### About this task
Go over the records and copy every line with the string "description".

Collected data entries
Content starts
use weather_core::{DisplaySurface, ForecastBlock, StatusTone, SummaryView};

/// Spaces between forecast columns.
const COLUMN_GAP: usize = 3;

/// Draws the weather screen as plain text.
///
/// Status changes go to stderr as they happen; the panel and forecast strip
/// are buffered and printed by [`TerminalSurface::draw`].
#[derive(Debug, Default)]
pub struct TerminalSurface {
    status: Option<(String, StatusTone)>,
    panel_visible: bool,
    summary: Option<SummaryView>,
    forecast: Vec<ForecastBlock>,
}

impl TerminalSurface {
    pub fn draw(&self) -> String {
        let mut out = String::new();

        if let Some((message, StatusTone::Error)) = &self.status {
            out.push_str(&format!("! {message}\n"));
        }

        if let (true, Some(summary)) = (self.panel_visible, &self.summary) {
            out.push_str(&draw_summary(summary));

            if !self.forecast.is_empty() {
                out.push('\n');
                out.push_str(&draw_strip(&self.forecast));
            }
        }

        out
    }
}

impl DisplaySurface for TerminalSurface {
    fn set_status(&mut self, message: &str, tone: StatusTone) {
        if message.is_empty() {
            self.status = None;
            return;
        }
        if tone == StatusTone::Info {
            eprintln!("{message}");
        }
        self.status = Some((message.to_owned(), tone));
    }

    fn set_panel_visible(&mut self, visible: bool) {
        self.panel_visible = visible;
    }

    fn set_summary(&mut self, summary: &SummaryView) {
        self.summary = Some(summary.clone());
    }

    fn clear_forecast(&mut self) {
        self.forecast.clear();
    }

    fn push_forecast(&mut self, block: &ForecastBlock) {
        self.forecast.push(block.clone());
    }
}

fn draw_summary(summary: &SummaryView) -> String {
    let mut out = format!(
        "{}\n{}\n{}   H: {}  L: {}   Humidity: {}\n",
        summary.place,
        summary.description,
        summary.current,
        summary.high,
        summary.low,
        summary.humidity,
    );

    if let Some(url) = &summary.icon_url {
        out.push_str(&format!("Icon: {url}\n"));
    }

    out
}

/// One column per forecast block: time, icon code, temperature, label.
///
/// Every column is as wide as the widest cell in the strip.
fn draw_strip(blocks: &[ForecastBlock]) -> String {
    let rows: Vec<Vec<&str>> = vec![
        blocks.iter().map(|b| b.time.as_str()).collect(),
        blocks
            .iter()
            .map(|b| b.icon_url.as_deref().map(icon_code).unwrap_or_default())
            .collect(),
        blocks.iter().map(|b| b.temp.as_str()).collect(),
        blocks.iter().map(|b| b.label.as_str()).collect(),
    ];

    let width = rows
        .iter()
        .flatten()
        .map(|cell| cell.chars().count())
        .max()
        .unwrap_or(0)
        + COLUMN_GAP;

    let mut out = String::new();
    for row in rows {
        let line: String = row
            .iter()
            .map(|cell| format!("{cell:<width$}"))
            .collect();
        out.push_str(line.trim_end());
        out.push('\n');
    }
    out
}

/// `https://openweathermap.org/img/wn/10d@2x.png` -> `10d`
fn icon_code(url: &str) -> &str {
    let file = url.rsplit('/').next().unwrap_or(url);
    file.split('@').next().unwrap_or(file)
}
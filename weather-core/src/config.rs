use anyhow::{Context, Result, anyhow};
use directories::ProjectDirs;
use serde::{Deserialize, Serialize};
use std::{
    fs,
    path::{Path, PathBuf},
};

use crate::format::{ClockStyle, DEFAULT_ICON_BASE_URL, Formatting, Units};

/// Environment variable that overrides the API key stored on disk.
pub const API_KEY_ENV: &str = "OPENWEATHER_API_KEY";

/// Values shipped in sample configs that are not real keys.
const PLACEHOLDER_KEYS: &[&str] = &["PASTE_YOUR_API_KEY_HERE", "Your API Key Here"];

/// Provider endpoint URLs. Overridable so tests and proxies can redirect traffic.
#[derive(Debug, Clone, PartialEq, Eq, Serialize, Deserialize)]
#[serde(default)]
pub struct Endpoints {
    pub current_url: String,
    pub forecast_url: String,
    pub icon_url: String,
}

impl Default for Endpoints {
    fn default() -> Self {
        Self {
            current_url: "https://api.openweathermap.org/data/2.5/weather".to_string(),
            forecast_url: "https://api.openweathermap.org/data/2.5/forecast".to_string(),
            icon_url: DEFAULT_ICON_BASE_URL.to_string(),
        }
    }
}

impl Endpoints {
    /// All three endpoints under one base URL, e.g. a mock server.
    pub fn with_base(base: &str) -> Self {
        let base = base.trim_end_matches('/');
        Self {
            current_url: format!("{base}/data/2.5/weather"),
            forecast_url: format!("{base}/data/2.5/forecast"),
            icon_url: format!("{base}/img/wn"),
        }
    }
}

/// Top-level configuration stored on disk.
///
/// Example TOML:
/// ```toml
/// api_key = "..."
/// units = "metric"
/// clock = "24h"
///
/// [endpoints]
/// current_url = "https://api.openweathermap.org/data/2.5/weather"
/// ```
#[derive(Debug, Clone, PartialEq, Eq, Serialize, Deserialize)]
#[serde(default)]
pub struct Config {
    pub api_key: Option<String>,
    pub units: Units,
    pub clock: ClockStyle,
    /// Country appended to 5-digit postal codes.
    pub zip_country: String,
    pub endpoints: Endpoints,
}

impl Default for Config {
    fn default() -> Self {
        Self {
            api_key: None,
            units: Units::default(),
            clock: ClockStyle::default(),
            zip_country: "us".to_string(),
            endpoints: Endpoints::default(),
        }
    }
}

impl Config {
    /// Load config from disk, or return an empty default if it doesn't exist yet.
    pub fn load() -> Result<Self> {
        Self::load_from(&Self::config_file_path()?)
    }

    pub fn load_from(path: &Path) -> Result<Self> {
        if !path.exists() {
            // First run: no config file, return empty.
            return Ok(Self::default());
        }

        let contents = fs::read_to_string(path)
            .with_context(|| format!("Failed to read config file: {}", path.display()))?;

        let cfg: Config = toml::from_str(&contents)
            .with_context(|| format!("Failed to parse config file: {}", path.display()))?;

        Ok(cfg)
    }

    /// Save config to disk, creating parent directories as needed.
    pub fn save(&self) -> Result<()> {
        self.save_to(&Self::config_file_path()?)
    }

    pub fn save_to(&self, path: &Path) -> Result<()> {
        if let Some(parent) = path.parent() {
            fs::create_dir_all(parent).with_context(|| {
                format!("Failed to create config directory: {}", parent.display())
            })?;
        }

        let toml =
            toml::to_string_pretty(self).context("Failed to serialize configuration to TOML")?;

        fs::write(path, toml)
            .with_context(|| format!("Failed to write config file: {}", path.display()))?;

        Ok(())
    }

    /// Path to the config file.
    pub fn config_file_path() -> Result<PathBuf> {
        let dirs = ProjectDirs::from("dev", "weather-task", "weather-cli")
            .ok_or_else(|| anyhow!("Could not determine platform config directory"))?;

        Ok(dirs.config_dir().join("config.toml"))
    }

    /// Let [`API_KEY_ENV`] take precedence over the stored key.
    pub fn apply_env(self) -> Self {
        self.with_api_key_override(std::env::var(API_KEY_ENV).ok())
    }

    /// Replace the stored key with `key` unless it is absent or blank.
    pub fn with_api_key_override(mut self, key: Option<String>) -> Self {
        if let Some(key) = key.filter(|k| !k.trim().is_empty()) {
            self.set_api_key(key);
        }
        self
    }

    pub fn set_api_key(&mut self, api_key: String) {
        self.api_key = Some(api_key.trim().to_string());
    }

    /// Returns the API key unless it is missing, blank or a placeholder.
    pub fn api_key(&self) -> Option<&str> {
        self.api_key
            .as_deref()
            .map(str::trim)
            .filter(|key| !is_placeholder_key(key))
    }

    pub fn is_api_key_configured(&self) -> bool {
        self.api_key().is_some()
    }

    /// Formatting options for the renderer, with the clock style resolved.
    pub fn formatting(&self) -> Formatting {
        Formatting {
            units: self.units,
            clock: self.clock.resolve(),
            icon_base_url: self.endpoints.icon_url.clone(),
        }
    }
}

pub(crate) fn is_placeholder_key(key: &str) -> bool {
    key.is_empty() || PLACEHOLDER_KEYS.iter().any(|p| key.contains(p))
}
use crate::{
    Config, CurrentConditions, Forecast, LocationQuery, ValidationError, WeatherError,
    provider::openweather::OpenWeatherProvider,
};
use async_trait::async_trait;
use std::fmt::Debug;

pub mod openweather;

/// Source of current conditions and the short-term forecast.
#[async_trait]
pub trait WeatherProvider: Send + Sync + Debug {
    /// Whether a usable API key is available. Checked before any request.
    fn has_credentials(&self) -> bool;

    async fn fetch_current(&self, query: &LocationQuery) -> Result<CurrentConditions, WeatherError>;

    async fn fetch_forecast(&self, lat: f64, lon: f64) -> Result<Forecast, WeatherError>;
}

/// Construct the OpenWeather provider from config.
pub fn provider_from_config(config: &Config) -> anyhow::Result<OpenWeatherProvider> {
    if !config.is_api_key_configured() {
        return Err(anyhow::anyhow!(
            "{}\nHint: run `weather configure` and enter your API key.",
            ValidationError::MissingApiKey
        ));
    }

    Ok(OpenWeatherProvider::new(config))
}
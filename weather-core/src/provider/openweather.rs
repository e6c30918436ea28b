use async_trait::async_trait;
use reqwest::Client;
use serde::{Deserialize, de::DeserializeOwned};
use tracing::{debug, instrument, warn};

use crate::{
    Config, CurrentConditions, Forecast, ForecastEntry, LocationQuery, QueryKind, Units,
    WeatherError,
    config::is_placeholder_key,
    error::Endpoint,
    model::Coordinates,
};

use super::WeatherProvider;

/// Client for the OpenWeather 2.5 current-weather and 5-day/3-hour forecast APIs.
#[derive(Clone)]
pub struct OpenWeatherProvider {
    api_key: String,
    units: Units,
    zip_country: String,
    current_url: String,
    forecast_url: String,
    http: Client,
}

impl std::fmt::Debug for OpenWeatherProvider {
    fn fmt(&self, f: &mut std::fmt::Formatter<'_>) -> std::fmt::Result {
        f.debug_struct("OpenWeatherProvider")
            .field("units", &self.units)
            .field("zip_country", &self.zip_country)
            .field("current_url", &self.current_url)
            .field("forecast_url", &self.forecast_url)
            .finish_non_exhaustive()
    }
}

impl OpenWeatherProvider {
    /// Build a client from config. A missing key is reported by
    /// [`WeatherProvider::has_credentials`], not here.
    pub fn new(config: &Config) -> Self {
        Self {
            api_key: config.api_key().unwrap_or_default().to_string(),
            units: config.units,
            zip_country: config.zip_country.clone(),
            current_url: config.endpoints.current_url.clone(),
            forecast_url: config.endpoints.forecast_url.clone(),
            http: Client::new(),
        }
    }

    /// One GET, one parse. No retries.
    async fn get_json<T: DeserializeOwned>(
        &self,
        endpoint: Endpoint,
        url: &str,
        params: &[(&str, &str)],
    ) -> Result<T, WeatherError> {
        debug!(%endpoint, url, "sending OpenWeather request");

        let res = self
            .http
            .get(url)
            .query(&[("appid", self.api_key.as_str()), ("units", self.units.as_str())])
            .query(params)
            .send()
            .await
            .map_err(|source| WeatherError::Transport { endpoint, source })?;

        let status = res.status();
        let body = res
            .text()
            .await
            .map_err(|source| WeatherError::Transport { endpoint, source })?;

        if !status.is_success() {
            warn!(%endpoint, %status, "OpenWeather request failed");
            return Err(WeatherError::Request {
                endpoint,
                status,
                body: truncate_body(&body),
            });
        }

        serde_json::from_str(&body).map_err(|source| WeatherError::Parse { endpoint, source })
    }
}

#[derive(Debug, Deserialize)]
struct OwCoord {
    lat: f64,
    lon: f64,
}

#[derive(Debug, Deserialize)]
struct OwSys {
    country: Option<String>,
}

#[derive(Debug, Deserialize)]
struct OwWeather {
    main: Option<String>,
    description: Option<String>,
    icon: Option<String>,
}

#[derive(Debug, Deserialize)]
struct OwMain {
    temp: Option<f64>,
    temp_min: Option<f64>,
    temp_max: Option<f64>,
    humidity: Option<f64>,
}

#[derive(Debug, Deserialize)]
struct OwCurrentResponse {
    name: String,
    coord: OwCoord,
    sys: Option<OwSys>,
    main: Option<OwMain>,
    weather: Option<Vec<OwWeather>>,
}

#[derive(Debug, Deserialize)]
struct OwForecastMain {
    temp: f64,
}

#[derive(Debug, Deserialize)]
struct OwForecastEntry {
    dt_txt: String,
    main: OwForecastMain,
    weather: Option<Vec<OwWeather>>,
}

#[derive(Debug, Deserialize)]
struct OwForecastResponse {
    #[serde(default)]
    list: Vec<OwForecastEntry>,
}

impl From<OwCurrentResponse> for CurrentConditions {
    fn from(parsed: OwCurrentResponse) -> Self {
        let weather = parsed.weather.into_iter().flatten().next();
        let (description, icon) = match weather {
            Some(w) => (w.description, non_empty(w.icon)),
            None => (None, None),
        };
        let main = parsed.main;

        CurrentConditions {
            name: parsed.name,
            country: non_empty(parsed.sys.and_then(|s| s.country)),
            description,
            icon,
            temp: main.as_ref().and_then(|m| m.temp),
            temp_min: main.as_ref().and_then(|m| m.temp_min),
            temp_max: main.as_ref().and_then(|m| m.temp_max),
            humidity: main.as_ref().and_then(|m| m.humidity),
            coord: Coordinates {
                lat: parsed.coord.lat,
                lon: parsed.coord.lon,
            },
        }
    }
}

impl From<OwForecastEntry> for ForecastEntry {
    fn from(entry: OwForecastEntry) -> Self {
        let weather = entry.weather.into_iter().flatten().next();
        let (label, icon) = match weather {
            Some(w) => (w.main, non_empty(w.icon)),
            None => (None, None),
        };

        ForecastEntry {
            timestamp: entry.dt_txt,
            temp: entry.main.temp,
            label,
            icon,
        }
    }
}

#[async_trait]
impl WeatherProvider for OpenWeatherProvider {
    fn has_credentials(&self) -> bool {
        !is_placeholder_key(&self.api_key)
    }

    #[instrument(skip_all, fields(query = %query))]
    async fn fetch_current(&self, query: &LocationQuery) -> Result<CurrentConditions, WeatherError> {
        let zip;
        let params = match query.kind() {
            QueryKind::PostalCode => {
                zip = format!("{},{}", query.as_str(), self.zip_country);
                [("zip", zip.as_str())]
            }
            QueryKind::PlaceName => [("q", query.as_str())],
        };

        let parsed: OwCurrentResponse = self
            .get_json(Endpoint::Current, &self.current_url, &params)
            .await?;

        Ok(parsed.into())
    }

    #[instrument(skip(self))]
    async fn fetch_forecast(&self, lat: f64, lon: f64) -> Result<Forecast, WeatherError> {
        let lat = lat.to_string();
        let lon = lon.to_string();

        let parsed: OwForecastResponse = self
            .get_json(
                Endpoint::Forecast,
                &self.forecast_url,
                &[("lat", lat.as_str()), ("lon", lon.as_str())],
            )
            .await?;

        debug!(entries = parsed.list.len(), "forecast received");

        Ok(Forecast::from_entries(parsed.list.into_iter().map(ForecastEntry::from)))
    }
}

fn non_empty(value: Option<String>) -> Option<String> {
    value.filter(|s| !s.is_empty())
}

fn truncate_body(body: &str) -> String {
    const MAX: usize = 200;
    if body.len() > MAX {
        let mut end = MAX;
        while !body.is_char_boundary(end) {
            end -= 1;
        }
        format!("{}...", &body[..end])
    } else {
        body.to_string()
    }
}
Content ends
### Response area
        summary.description,
    description: Option<String>,
        let (description, icon) = match weather {
            Some(w) => (w.description, non_empty(w.icon)),
            description,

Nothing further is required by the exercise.